Bab 12a

Màu nền
Font chữ
Font size
Chiều cao dòng

Kemunculan Jared di acara makan malam dan menonton tidak hanya membuat heran Niki tapi juga Neil. Mereka sama sekali tidak pernah menduga kalau Jayde akan datang di acara yang bisa dibilang tidak penting seperti sekarang. Jayde yang biasanya hanya mengurusi masalah bisnis, datang dengan kemeja hitam dan celana denim warna senada. Terlihat begitu santai dan seolah tidak peduli dengan keheranan yang ditunjukkan Neil serta Niki. Erica bersikap sebaliknya, tetap tenang karena tahu kalau Jayde tidak pernah mengingkari omongannya. Sekali bilang ingin ikut, pasti datang.

"Tumben," tanya Neil sewaktu mereka ada di restoran. "Nggak ada meeting hari ini?"

Jayde menggeleng. "Malam Minggu, waktunya bersantai."

"Memangnya kamu pernah bersantai?"

"Pernah, sekarang sedang bersantai."

Dengan sikap acuh tak acuh duduk di sebelah Erica yang memakai tank top hitam serta rok denim biru selutut. Menatap Jayde sambil menahan tawa, Neil yang begitu dekat hubungannya juga tidak percaya kalau Jayde bisa bersantai.
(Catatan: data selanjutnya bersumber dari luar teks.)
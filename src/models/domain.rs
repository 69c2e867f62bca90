use chrono::{DateTime, FixedOffset, Offset, Utc};
use serde::{Deserialize, Serialize};

use crate::core::encoding::{scalar_enum, OrderedMap};

pub type Timestamp = DateTime<FixedOffset>;

scalar_enum! {
    /// Kind of match within the competition
    pub enum MatchType {
        League => "league",
        Knockout => "knockout",
        Tiebreaker => "tiebreaker",
    }
}

scalar_enum! {
    /// Lifecycle state of a scheduled match
    pub enum MatchState {
        Released => "released",
        Unreleased => "unreleased",
    }
}

/// Arena in which matches are played
#[derive(Debug, Clone, Serialize, Deserialize)]
pub struct Arena {
    pub name: String,
    pub display_name: String,
    #[serde(default)]
    pub colour: Option<String>,
}

/// Starting corner within an arena
#[derive(Debug, Clone, Serialize, Deserialize)]
pub struct Corner {
    pub number: u8,
    pub colour: String,
}

/// Shepherding group responsible for a location
#[derive(Debug, Clone, Serialize, Deserialize)]
pub struct Shepherds {
    pub name: String,
    pub colour: String,
}

/// Physical area of the venue where a set of teams is based
#[derive(Debug, Clone, Serialize, Deserialize)]
pub struct Location {
    pub name: String,
    pub display_name: String,
    #[serde(default)]
    pub description: Option<String>,
    pub teams: Vec<String>,
    pub shepherds: Shepherds,
}

/// Accumulated points for a team
#[derive(Debug, Clone, Copy, Default, PartialEq, Eq, Serialize, Deserialize)]
pub struct TeamScores {
    pub league: u32,
    pub game: u32,
}

/// Competing team
#[derive(Debug, Clone, Serialize, Deserialize)]
pub struct Team {
    pub tla: String,
    pub name: String,
    #[serde(default)]
    pub rookie: bool,
    pub location: String,
    pub league_pos: u32,
    #[serde(default)]
    pub scores: TeamScores,
    /// Image path relative to the compstate directory
    #[serde(default)]
    pub image: Option<String>,
}

/// Start and end of an interval
#[derive(Debug, Clone, Copy, PartialEq, Eq, Serialize, Deserialize)]
pub struct Span {
    pub start: Timestamp,
    pub end: Timestamp,
}

impl Span {
    /// Half-open containment: `start <= at < end`
    pub fn contains(&self, at: &Timestamp) -> bool {
        self.start <= *at && *at < self.end
    }
}

#[derive(Debug, Clone, Copy, PartialEq, Eq, Serialize, Deserialize)]
pub struct OperationsTimes {
    pub release_threshold: Timestamp,
}

#[derive(Debug, Clone, PartialEq, Eq, Serialize, Deserialize)]
pub struct StagingTimes {
    pub opens: Timestamp,
    pub closes: Timestamp,
    pub signal_teams: Timestamp,
    pub signal_shepherds: OrderedMap<Timestamp>,
}

/// All derived times of a match, delays already applied
#[derive(Debug, Clone, PartialEq, Eq, Serialize, Deserialize)]
pub struct MatchTimes {
    pub slot: Span,
    pub game: Span,
    pub operations: OperationsTimes,
    pub staging: StagingTimes,
}

/// Per-team scores of a single match
#[derive(Debug, Clone, PartialEq, Eq, Serialize, Deserialize)]
pub struct MatchScores {
    pub game: OrderedMap<u32>,
    pub league: OrderedMap<u32>,
    pub ranking: OrderedMap<u32>,
}

/// One match in one arena
#[derive(Debug, Clone, Serialize, Deserialize)]
pub struct Match {
    pub num: u32,
    pub display_name: String,
    pub arena: String,
    #[serde(rename = "type")]
    pub match_type: MatchType,
    /// Ordered corner slots; `None` marks an empty corner
    pub teams: Vec<Option<String>>,
    /// Present once the match has been scored
    #[serde(default, skip_serializing_if = "Option::is_none")]
    pub scores: Option<MatchScores>,
    pub state: MatchState,
    pub times: MatchTimes,
}

impl Match {
    pub fn has_team(&self, tla: &str) -> bool {
        self.teams.iter().flatten().any(|t| t == tla)
    }

    pub fn id(&self) -> MatchId {
        MatchId {
            arena: self.arena.clone(),
            num: self.num,
        }
    }
}

/// Reference to a match by arena and number
#[derive(Debug, Clone, PartialEq, Eq, Hash, Serialize, Deserialize)]
pub struct MatchId {
    pub arena: String,
    pub num: u32,
}

/// Named block of the schedule
#[derive(Debug, Clone, Serialize, Deserialize)]
pub struct Period {
    #[serde(rename = "type")]
    pub period_type: MatchType,
    pub description: String,
    pub start_time: Timestamp,
    pub end_time: Timestamp,
    pub max_end_time: Timestamp,
    pub first_num: Option<u32>,
    pub last_num: Option<u32>,
}

/// Schedule delay taking effect at `time`
#[derive(Debug, Clone, Copy, Serialize, Deserialize)]
pub struct Delay {
    pub time: Timestamp,
    /// Seconds
    pub delay: u32,
}

/// Lengths of the phases of a match slot, in seconds
#[derive(Debug, Clone, Copy, PartialEq, Eq, Serialize, Deserialize)]
pub struct MatchSlotLengths {
    pub pre: u32,
    #[serde(rename = "match")]
    pub match_: u32,
    pub post: u32,
    pub total: u32,
}

/// Read-only snapshot of the whole competition
///
/// Produced by the competition-state tooling and never mutated here; a new
/// snapshot replaces the old one wholesale.
#[derive(Debug, Clone, Serialize, Deserialize)]
pub struct CompState {
    /// Revision the snapshot was exported from
    pub state: String,
    /// Offset of the venue's local time from UTC, in seconds
    #[serde(default)]
    pub utc_offset_secs: i32,
    pub match_slots: MatchSlotLengths,
    pub arenas: Vec<Arena>,
    pub corners: Vec<Corner>,
    pub locations: Vec<Location>,
    pub teams: Vec<Team>,
    /// Ordered by ascending match number
    pub matches: Vec<Match>,
    #[serde(default)]
    pub last_scored: Option<u32>,
    #[serde(default)]
    pub periods: Vec<Period>,
    #[serde(default)]
    pub delays: Vec<Delay>,
    #[serde(default)]
    pub knockout_rounds: Vec<Vec<MatchId>>,
    #[serde(default)]
    pub tiebreaker: Option<MatchId>,
}

impl CompState {
    pub fn arena(&self, name: &str) -> Option<&Arena> {
        self.arenas.iter().find(|a| a.name == name)
    }

    pub fn corner(&self, number: u8) -> Option<&Corner> {
        self.corners.iter().find(|c| c.number == number)
    }

    pub fn location(&self, name: &str) -> Option<&Location> {
        self.locations.iter().find(|l| l.name == name)
    }

    pub fn team(&self, tla: &str) -> Option<&Team> {
        self.teams.iter().find(|t| t.tla == tla)
    }

    pub fn find_match(&self, id: &MatchId) -> Option<&Match> {
        self.matches
            .iter()
            .find(|m| m.num == id.num && m.arena == id.arena)
    }

    /// Venue offset, falling back to UTC when out of range
    pub fn utc_offset(&self) -> FixedOffset {
        FixedOffset::east_opt(self.utc_offset_secs).unwrap_or_else(|| Utc.fix())
    }
}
Memang orang ini sungguh ajaib.

Mereka berada di restoran all you can eat yang menyediakan daging panggang dan shabu-shabu. Niki membantu Neil mengambil daging dan memasaknya. Erica melakukan hal yang sama pada Jayde membuat Niki bertanya heran.

"Kenapa lo bantu Pak Jayde? Kayak pacarnya aja."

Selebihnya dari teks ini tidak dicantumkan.